(Items listed in a dataset)
>>>

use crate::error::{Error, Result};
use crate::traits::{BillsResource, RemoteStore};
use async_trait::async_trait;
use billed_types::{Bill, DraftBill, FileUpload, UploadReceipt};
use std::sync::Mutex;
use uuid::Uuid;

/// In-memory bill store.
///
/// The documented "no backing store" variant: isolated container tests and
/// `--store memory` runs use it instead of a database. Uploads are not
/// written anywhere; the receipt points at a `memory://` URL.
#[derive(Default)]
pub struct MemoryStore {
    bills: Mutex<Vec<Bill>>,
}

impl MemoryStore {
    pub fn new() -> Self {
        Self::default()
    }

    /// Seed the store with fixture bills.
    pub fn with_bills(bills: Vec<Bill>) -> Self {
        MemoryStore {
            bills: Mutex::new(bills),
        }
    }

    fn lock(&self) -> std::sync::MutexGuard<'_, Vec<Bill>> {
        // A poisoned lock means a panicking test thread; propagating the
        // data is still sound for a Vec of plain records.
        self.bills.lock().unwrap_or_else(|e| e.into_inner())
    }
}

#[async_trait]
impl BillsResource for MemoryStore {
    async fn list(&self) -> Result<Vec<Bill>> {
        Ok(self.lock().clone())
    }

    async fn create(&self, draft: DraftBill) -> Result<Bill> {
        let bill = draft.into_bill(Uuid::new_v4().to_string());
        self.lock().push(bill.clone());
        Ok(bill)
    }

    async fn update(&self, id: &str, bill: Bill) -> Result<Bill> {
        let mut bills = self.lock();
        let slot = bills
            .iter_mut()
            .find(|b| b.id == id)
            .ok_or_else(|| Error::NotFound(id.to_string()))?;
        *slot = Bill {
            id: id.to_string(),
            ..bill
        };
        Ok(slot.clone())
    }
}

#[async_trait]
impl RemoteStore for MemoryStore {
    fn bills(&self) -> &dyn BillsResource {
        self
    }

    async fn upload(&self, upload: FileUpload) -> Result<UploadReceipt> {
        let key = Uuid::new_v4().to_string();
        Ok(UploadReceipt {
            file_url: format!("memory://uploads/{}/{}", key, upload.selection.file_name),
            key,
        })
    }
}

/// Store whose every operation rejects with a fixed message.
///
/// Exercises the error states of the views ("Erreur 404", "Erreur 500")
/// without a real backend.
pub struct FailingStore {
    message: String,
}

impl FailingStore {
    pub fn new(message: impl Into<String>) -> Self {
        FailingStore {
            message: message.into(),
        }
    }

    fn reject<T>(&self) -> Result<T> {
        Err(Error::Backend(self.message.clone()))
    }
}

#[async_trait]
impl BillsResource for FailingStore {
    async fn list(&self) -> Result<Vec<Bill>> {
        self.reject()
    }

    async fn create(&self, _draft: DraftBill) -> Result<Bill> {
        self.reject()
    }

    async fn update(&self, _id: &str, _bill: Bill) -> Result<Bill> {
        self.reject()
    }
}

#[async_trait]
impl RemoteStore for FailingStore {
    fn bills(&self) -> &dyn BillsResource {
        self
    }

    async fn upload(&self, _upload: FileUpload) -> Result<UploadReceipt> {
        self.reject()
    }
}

<<<

■ **Task prompt**
All of the entries above must be transcribed exactly.

■ **Completed exercise**
use crate::error::{Error, Result};
use crate::traits::{BillsResource, RemoteStore};
use async_trait::async_trait;
use billed_types::{Bill, DraftBill, FileUpload, UploadReceipt};
use std::sync::Mutex;
use uuid::Uuid;

/// In-memory bill store.
///
/// The documented "no backing store" variant: isolated container tests and
/// `--store memory` runs use it instead of a database. Uploads are not
/// written anywhere; the receipt points at a `memory://` URL.
#[derive(Default)]
pub struct MemoryStore {
    bills: Mutex<Vec<Bill>>,
}

impl MemoryStore {
    pub fn new() -> Self {
        Self::default()
    }

    /// Seed the store with fixture bills.
    pub fn with_bills(bills: Vec<Bill>) -> Self {
        MemoryStore {
            bills: Mutex::new(bills),
        }
    }

    fn lock(&self) -> std::sync::MutexGuard<'_, Vec<Bill>> {
        // A poisoned lock means a panicking test thread; propagating the
        // data is still sound for a Vec of plain records.
        self.bills.lock().unwrap_or_else(|e| e.into_inner())
    }
}

#[async_trait]
impl BillsResource for MemoryStore {
    async fn list(&self) -> Result<Vec<Bill>> {
        Ok(self.lock().clone())
    }

    async fn create(&self, draft: DraftBill) -> Result<Bill> {
        let bill = draft.into_bill(Uuid::new_v4().to_string());
        self.lock().push(bill.clone());
        Ok(bill)
    }

    async fn update(&self, id: &str, bill: Bill) -> Result<Bill> {
        let mut bills = self.lock();
        let slot = bills
            .iter_mut()
            .find(|b| b.id == id)
            .ok_or_else(|| Error::NotFound(id.to_string()))?;
        *slot = Bill {
            id: id.to_string(),
            ..bill
        };
        Ok(slot.clone())
    }
}

#[async_trait]
impl RemoteStore for MemoryStore {
    fn bills(&self) -> &dyn BillsResource {
        self
    }

    async fn upload(&self, upload: FileUpload) -> Result<UploadReceipt> {
        let key = Uuid::new_v4().to_string();
        Ok(UploadReceipt {
            file_url: format!("memory://uploads/{}/{}", key, upload.selection.file_name),
            key,
        })
    }
}

/// Store whose every operation rejects with a fixed message.
///
/// Exercises the error states of the views ("Erreur 404", "Erreur 500")
/// without a real backend.
pub struct FailingStore {
    message: String,
}

impl FailingStore {
    pub fn new(message: impl Into<String>) -> Self {
        FailingStore {
            message: message.into(),
        }
    }

    fn reject<T>(&self) -> Result<T> {
        Err(Error::Backend(self.message.clone()))
    }
}

#[async_trait]
impl BillsResource for FailingStore {
    async fn list(&self) -> Result<Vec<Bill>> {
        self.reject()
    }

    async fn create(&self, _draft: DraftBill) -> Result<Bill> {
        self.reject()
    }

    async fn update(&self, _id: &str, _bill: Bill) -> Result<Bill> {
        self.reject()
    }
}

#[async_trait]
impl RemoteStore for FailingStore {
    fn bills(&self) -> &dyn BillsResource {
        self
    }

    async fn upload(&self, _upload: FileUpload) -> Result<UploadReceipt> {
        self.reject()
    }
}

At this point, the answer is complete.